Using this code I can get the area of the annotation:

import os
from pathlib import Path
from wsidicomizer import WsiDicomizer
from wsidicom import WsiDicom, Point, Polygon
from wsidicom.geometry import RegionMm, PointMm, SizeMm
from wsidicom.graphical_annotations import Geometry
from typing import Dict, Any, List
import xmltodict

slide_path = r'C:\slides\other_formats\openslide-testdata\mirax\1\CMU-1.mrxs'
converted_path = r'c:\temp\mrxs_annotation'
os.makedirs(converted_path, exist_ok=True)

# Convert to DICOM
with WsiDicomizer.open(slide_path) as wsi:
    wsi.save(converted_path)

# Method from wsidicom test to convert ASAP to Geometry.

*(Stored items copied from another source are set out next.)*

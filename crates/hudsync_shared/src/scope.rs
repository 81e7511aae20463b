//! The three fixed partitions of synchronized game state.
//!
//! The scope set is closed: a key only exists inside its scope, so a team
//! key can never collide with a player key. Adding a scope is a protocol
//! change, not a runtime event.

use serde::{Deserialize, Serialize};
use std::fmt;
use std::str::FromStr;
use thiserror::Error;

/// One of the three fixed partitions of synchronized game state.
#[repr(u8)]
#[derive(Clone, Copy, Debug, PartialEq, Eq, Hash, Serialize, Deserialize)]
pub enum DataScope {
    /// State shared by every player on one team.
    #[serde(rename = "TeamData")]
    Team = 0,
    /// State scoped to a single player.
    #[serde(rename = "PlayerData")]
    Player = 1,
    /// State visible to the whole lobby.
    #[serde(rename = "GlobalData")]
    Global = 2,
}

/// Error returned when a wire string names no known scope.
///
/// This is the invalid-argument condition for the whole stack: a typed
/// [`DataScope`] can never be missing or garbage past this point.
#[derive(Debug, Clone, PartialEq, Eq, Error)]
#[error("unknown data scope: {0:?}")]
pub struct UnknownScope(pub String);

impl DataScope {
    /// Every scope, in stable order. Handy for exhaustive iteration.
    pub const ALL: [Self; 3] = [Self::Team, Self::Player, Self::Global];

    /// The scope's name on the wire.
    ///
    /// These exact strings appear in the HUD-side event payloads; the
    /// authoritative side must use the same spelling.
    #[must_use]
    pub const fn wire_name(self) -> &'static str {
        match self {
            Self::Team => "TeamData",
            Self::Player => "PlayerData",
            Self::Global => "GlobalData",
        }
    }

    /// Stable index of the scope, for fixed-size table lookups.
    #[must_use]
    pub const fn index(self) -> usize {
        self as usize
    }
}

impl fmt::Display for DataScope {
    fn fmt(&self, f: &mut fmt::Formatter<'_>) -> fmt::Result {
        f.write_str(self.wire_name())
    }
}

impl FromStr for DataScope {
    type Err = UnknownScope;

    fn from_str(s: &str) -> Result<Self, Self::Err> {
        match s {
            "TeamData" => Ok(Self::Team),
            "PlayerData" => Ok(Self::Player),
            "GlobalData" => Ok(Self::Global),
            other => Err(UnknownScope(other.to_string())),
        }
    }
}
//! # HUDSYNC Shared
//!
//! Common types used by the store kernel and the client session.
//!
//! ## CRITICAL RULE
//!
//! This crate must NEVER depend on:
//! - the host engine's event bus
//! - any UI or panel abstraction
//! - anything that cannot run in a plain test binary
//!
//! If you need host glue, put it behind the `Transport` trait in
//! `hudsync_client`.

#![deny(missing_docs)]
#![deny(unsafe_code)]

pub mod constants;
pub mod protocol;
pub mod scope;

pub use protocol::{DataRequest, DataUpdate, DataValue, EntityTransmit, LocalNotice, RequestId};
pub use scope::{DataScope, UnknownScope};
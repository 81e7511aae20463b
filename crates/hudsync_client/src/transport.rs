//! The transport seam between the session and the host event bus.
//!
//! The session never talks to the host runtime directly. It talks to a
//! [`Transport`], and the host glue implements it. Everything here is
//! fire-and-forget by contract: a successful send means the verb left the
//! session, not that the server acted on it.

use hudsync_core::SyncError;
use hudsync_shared::DataRequest;
use parking_lot::Mutex;
use std::sync::Arc;
use thiserror::Error;

/// Failure to hand a verb to the host event bus.
#[derive(Error, Debug, Clone, PartialEq, Eq)]
pub enum TransportError {
    /// The host side is gone (panel torn down, connection dropped).
    #[error("transport is closed")]
    Closed,

    /// The host bus refused the verb.
    #[error("host bus rejected {verb}: {reason}")]
    Rejected {
        /// Wire verb that was being sent.
        verb: &'static str,
        /// Host-supplied reason.
        reason: String,
    },
}

impl From<TransportError> for SyncError {
    fn from(err: TransportError) -> Self {
        Self::Transport(err.to_string())
    }
}

/// Outbound verbs the session can emit.
///
/// Implementations translate these calls into whatever the host runtime
/// expects. They must not block: the session runs on the UI turn.
pub trait Transport: Send {
    /// Emits the `request-data` verb with the given payload.
    fn send_data_request(&mut self, request: &DataRequest) -> Result<(), TransportError>;

    /// Emits the `request-token` verb. The payload is empty.
    fn send_token_request(&mut self) -> Result<(), TransportError>;
}

impl<T: Transport + ?Sized> Transport for Box<T> {
    fn send_data_request(&mut self, request: &DataRequest) -> Result<(), TransportError> {
        (**self).send_data_request(request)
    }

    fn send_token_request(&mut self) -> Result<(), TransportError> {
        (**self).send_token_request()
    }
}

// ============================================================================
// TEST DOUBLES
// ============================================================================

/// Everything a [`MockTransport`] has been asked to send.
#[derive(Debug, Default, Clone)]
pub struct TransportLog {
    /// `request-data` payloads, in send order.
    pub data_requests: Vec<DataRequest>,
    /// How many times the token verb was emitted.
    pub token_requests: usize,
}

/// Shared handle to a [`MockTransport`]'s log.
pub type SharedLog = Arc<Mutex<TransportLog>>;

/// Recording transport for tests.
///
/// Keeps a shared log the test holds onto while the session owns the
/// transport itself.
#[derive(Debug, Default)]
pub struct MockTransport {
    log: Arc<Mutex<TransportLog>>,
    reject_sends: bool,
}

impl MockTransport {
    /// Creates a mock that accepts every send.
    #[must_use]
    pub fn new() -> Self {
        Self::default()
    }

    /// Creates a mock that rejects every send.
    #[must_use]
    pub fn rejecting() -> Self {
        Self {
            log: Arc::new(Mutex::new(TransportLog::default())),
            reject_sends: true,
        }
    }

    /// Handle to the send log, for assertions after the session takes
    /// ownership of the mock.
    #[must_use]
    pub fn log_handle(&self) -> SharedLog {
        Arc::clone(&self.log)
    }
}

impl Transport for MockTransport {
    fn send_data_request(&mut self, request: &DataRequest) -> Result<(), TransportError> {
        if self.reject_sends {
            return Err(TransportError::Rejected {
                verb: hudsync_shared::constants::EV_REQUEST_DATA,
                reason: "mock configured to reject".to_string(),
            });
        }
        self.log.lock().data_requests.push(request.clone());
        Ok(())
    }

    fn send_token_request(&mut self) -> Result<(), TransportError> {
        if self.reject_sends {
            return Err(TransportError::Rejected {
                verb: hudsync_shared::constants::EV_REQUEST_TOKEN,
                reason: "mock configured to reject".to_string(),
            });
        }
        self.log.lock().token_requests += 1;
        Ok(())
    }
}

/// Transport that silently drops everything.
///
/// Lets HUD layouts run and render with no server behind them.
#[derive(Debug, Default, Clone, Copy)]
pub struct NullTransport;

impl NullTransport {
    /// Creates a null transport.
    #[must_use]
    pub const fn new() -> Self {
        Self
    }
}

impl Transport for NullTransport {
    fn send_data_request(&mut self, _request: &DataRequest) -> Result<(), TransportError> {
        Ok(())
    }

    fn send_token_request(&mut self) -> Result<(), TransportError> {
        Ok(())
    }
}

Note that polygon is in float
def asap_to_geometries(dictionary: Dict[str, Any]) -> List[Geometry]:
    annotation_type: str = dictionary["@Type"]
    coordinate_dict = dictionary['Coordinates']['Coordinate']
    if(annotation_type == 'Dot'):
        return [Point.from_dict(coordinate_dict, "@X", "@Y")]
    elif(annotation_type == 'PointSet'):
        points = Point.multiple_from_dict(coordinate_dict, "@X", "@Y")
        return points  # type: ignore
    elif(annotation_type == 'Polygon'):
        return [Polygon.from_dict(coordinate_dict, "@X", "@Y")]

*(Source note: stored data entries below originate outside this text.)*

//! # Golden Path HUD Sync Demo
//!
//! THE SCENARIO:
//!
//! Panel Loads → Requests Gold → Server Replies → Listener Fires →
//! Label Repaints → Debug Overlay Sees the Notice
//!
//! ALL INSIDE ONE 120FPS FRAME (< 8.3ms), round after round.
//!
//! This binary simulates the complete client-side data flow with a mock
//! transport standing in for the server, measuring the time from request
//! to repaint.

use std::sync::atomic::{AtomicU64, Ordering};
use std::sync::Arc;
use std::time::{Duration, Instant};

use hudsync_client::{GameSession, MockTransport};
use hudsync_shared::{DataScope, DataUpdate, DataValue, EntityTransmit};

/// One 120fps frame, in microseconds.
const FRAME_BUDGET_US: u64 = 8_333;

/// Rounds to run after warmup.
const ITERATIONS: usize = 1_000;

/// Timings for one request → repaint round.
#[derive(Debug)]
#[allow(dead_code)]
struct RoundResult {
    /// Total time in microseconds.
    total_us: u64,
    /// Time to emit the outbound request.
    request_us: u64,
    /// Time to apply the server's reply (write + dispatch + settle).
    apply_us: u64,
    /// Time for the overlay to drain its notices.
    drain_us: u64,
}

/// Plays the server: answers every recorded request with a value.
fn answer_requests(
    session: &mut GameSession<MockTransport>,
    log: &hudsync_client::SharedLog,
    round: usize,
) -> usize {
    let requests = std::mem::take(&mut log.lock().data_requests);
    let answered = requests.len();
    for request in requests {
        session.apply_update(DataUpdate {
            scope: request.scope,
            key: request.key,
            value: DataValue::from(round as u64),
        });
    }
    answered
}

fn run_round(
    session: &mut GameSession<MockTransport>,
    log: &hudsync_client::SharedLog,
    overlay: &hudsync_client::NoticeReceiver,
    round: usize,
) -> RoundResult {
    let total_start = Instant::now();

    // =========================================================================
    // STEP 1: The gold label asks for fresh data
    // =========================================================================
    let request_start = Instant::now();
    session
        .request_data(DataScope::Player, "gold")
        .expect("mock transport never rejects");
    let request_us = request_start.elapsed().as_micros() as u64;

    // =========================================================================
    // STEP 2: The "server" replies; the session runs the full pipeline
    // =========================================================================
    let apply_start = Instant::now();
    let answered = answer_requests(session, log, round);
    let apply_us = apply_start.elapsed().as_micros() as u64;
    assert_eq!(answered, 1, "every round sends exactly one request");

    // =========================================================================
    // STEP 3: The debug overlay consumes the re-broadcast
    // =========================================================================
    let drain_start = Instant::now();
    let notices = overlay.drain();
    let drain_us = drain_start.elapsed().as_micros() as u64;
    assert!(!notices.is_empty(), "overlay must see every update");

    RoundResult {
        total_us: total_start.elapsed().as_micros() as u64,
        request_us,
        apply_us,
        drain_us,
    }
}

fn main() {
    println!("╔══════════════════════════════════════════════════════════════════╗");
    println!("║           GOLDEN PATH HUD SYNC DEMO                              ║");
    println!("║           Request → Reply → Repaint                              ║");
    println!("╠══════════════════════════════════════════════════════════════════╣");
    println!("║  TARGET: < 8.3ms (one 120fps frame) per round trip               ║");
    println!("╚══════════════════════════════════════════════════════════════════╝");
    println!();

    // Build the session the way a game boot does: transport first, then
    // the panels hang their listeners on it.
    let transport = MockTransport::new();
    let log = transport.log_handle();
    let mut session = GameSession::new(transport);

    let repaints = Arc::new(AtomicU64::new(0));
    let label_repaints = Arc::clone(&repaints);
    session.watch_player(
        "gold_label",
        "gold",
        Box::new(move |update| {
            // A real panel would repaint here; we just count.
            let _ = update.value;
            label_repaints.fetch_add(1, Ordering::Relaxed);
            Ok(())
        }),
    );

    // A broken panel, to prove dispatch isolation: it fails every time
    // and the gold label must never miss a repaint because of it.
    session.watch_player(
        "broken_panel",
        "gold",
        Box::new(|_| Err(hudsync_core::CallbackError::new("simulated panel bug"))),
    );

    let overlay = session.subscribe();

    // Warm up
    println!("Warming up...");
    for round in 0..100 {
        let _ = run_round(&mut session, &log, &overlay, round);
    }

    println!("Running {ITERATIONS} rounds...");
    let test_start = Instant::now();
    let mut results = Vec::with_capacity(ITERATIONS);
    for round in 0..ITERATIONS {
        results.push(run_round(&mut session, &log, &overlay, round + 100));
    }
    let test_duration = test_start.elapsed();

    // Entity pass-through and the timeout sweep, once, for completeness.
    session.relay_entity_data(EntityTransmit {
        key: "aura_stacks".to_string(),
        value: DataValue::from(3),
        entity_index: 42,
    });
    let passthrough_seen = overlay.drain().len();
    let _ = session.request_data(DataScope::Team, "never_answered");
    let expired = session.tick(Instant::now() + Duration::from_secs(30));

    // Statistics
    let totals: Vec<u64> = results.iter().map(|r| r.total_us).collect();
    let avg_total = totals.iter().sum::<u64>() / ITERATIONS as u64;
    let max_total = *totals.iter().max().unwrap();
    let avg_request = results.iter().map(|r| r.request_us).sum::<u64>() / ITERATIONS as u64;
    let avg_apply = results.iter().map(|r| r.apply_us).sum::<u64>() / ITERATIONS as u64;
    let avg_drain = results.iter().map(|r| r.drain_us).sum::<u64>() / ITERATIONS as u64;

    let requirement_met = max_total < FRAME_BUDGET_US;
    let total_repaints = repaints.load(Ordering::Relaxed);

    println!();
    println!("╔══════════════════════════════════════════════════════════════════╗");
    println!("║                    GOLDEN PATH RESULTS                           ║");
    println!("╚══════════════════════════════════════════════════════════════════╝");
    println!();
    println!("┌─ THROUGHPUT ───────────────────────────────────────────────────┐");
    println!("│ Test Duration:      {:.2}s", test_duration.as_secs_f64());
    println!("│ Rounds:             {ITERATIONS}");
    println!(
        "│ Round Trips/sec:    {:.0}",
        ITERATIONS as f64 / test_duration.as_secs_f64()
    );
    println!("│ Label Repaints:     {total_repaints}");
    println!("└──────────────────────────────────────────────────────────────────┘");
    println!();
    println!("┌─ LATENCY (THE CRITICAL METRIC) ─────────────────────────────────┐");
    println!("│ Average Total:      {:.3} ms", avg_total as f64 / 1000.0);
    println!("│ Maximum Total:      {:.3} ms", max_total as f64 / 1000.0);
    if requirement_met {
        println!(
            "│ ✓ REQUIREMENT MET: Max {:.3}ms < 8.3ms frame budget",
            max_total as f64 / 1000.0
        );
    } else {
        println!(
            "│ ✗ REQUIREMENT FAILED: Max {:.3}ms > 8.3ms frame budget",
            max_total as f64 / 1000.0
        );
    }
    println!("└──────────────────────────────────────────────────────────────────┘");
    println!();
    println!("┌─ BREAKDOWN ─────────────────────────────────────────────────────┐");
    println!("│ Outbound Request:   {:.3} ms", avg_request as f64 / 1000.0);
    println!("│ Apply Pipeline:     {:.3} ms", avg_apply as f64 / 1000.0);
    println!("│ Overlay Drain:      {:.3} ms", avg_drain as f64 / 1000.0);
    println!("└──────────────────────────────────────────────────────────────────┘");
    println!();
    println!("┌─ FINAL STATE ────────────────────────────────────────────────────┐");
    println!(
        "│ Stored Gold:        {}",
        session
            .player_data("gold")
            .map_or_else(|| "<missing>".to_string(), std::string::ToString::to_string)
    );
    println!("│ Entity Notices:     {passthrough_seen}");
    println!("│ Expired Requests:   {expired}");
    println!("│ Pending Requests:   {}", session.pending_requests());
    println!("└──────────────────────────────────────────────────────────────────┘");

    // The broken panel runs on every round too, so repaints must equal
    // rounds exactly despite its failures.
    let dispatch_isolated = total_repaints == (ITERATIONS + 100) as u64;
    let all_good = requirement_met
        && dispatch_isolated
        && passthrough_seen == 1
        && expired == 1
        && session.pending_requests() == 0;

    if all_good {
        println!();
        println!("✅ GOLDEN PATH DEMO PASSED");
        std::process::exit(0);
    } else {
        println!();
        println!("❌ GOLDEN PATH DEMO FAILED");
        std::process::exit(1);
    }
}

    raise NotImplementedError(annotation_type)

# Open the annotation file and parse to geometry
annotation_file = Path(converted_path).joinpath('annotation.xml')
with open(annotation_file) as f:
    annotation_xml = xmltodict.parse(f.read())["ASAP_Annotations"]
    geometries = asap_to_geometries(annotation_xml["Annotations"]["Annotation"])
polygon = geometries[0]

# Open converted image and translate the polygon
with WsiDicom.open(converted_path) as wsi:
    # This is a bit messy as the geometry is incorrectly in float
    region_relative_to_slide = RegionMm(
        PointMm(
            polygon.box.start.x * wsi.base_level.pixel_spacing.width,
            polygon.box.start.y * wsi.base_level.pixel_spacing.height
        ),
        SizeMm(
            polygon.box.size.width * wsi.base_level.pixel_spacing.width,
            polygon.box.size.height * wsi.base_level.pixel_spacing.height,
        )
    )
    region_relative_to_image = region_relative_to_slide - wsi.base_level.image_origin.origin 
    image = wsi.read_region_mm(region_relative_to_image.start.to_tuple(), 3, region_relative_to_image.size.to_tuple())
image

Resulting image: image

From ASAP: image

I have pushed the changes to the repos and will merge during the week.

Radegos commented 1 year ago

Hello, this looks good, thank you for implementing it.

erikogabrielsson commented 1 year ago

Great! Thanks again for reporting the error.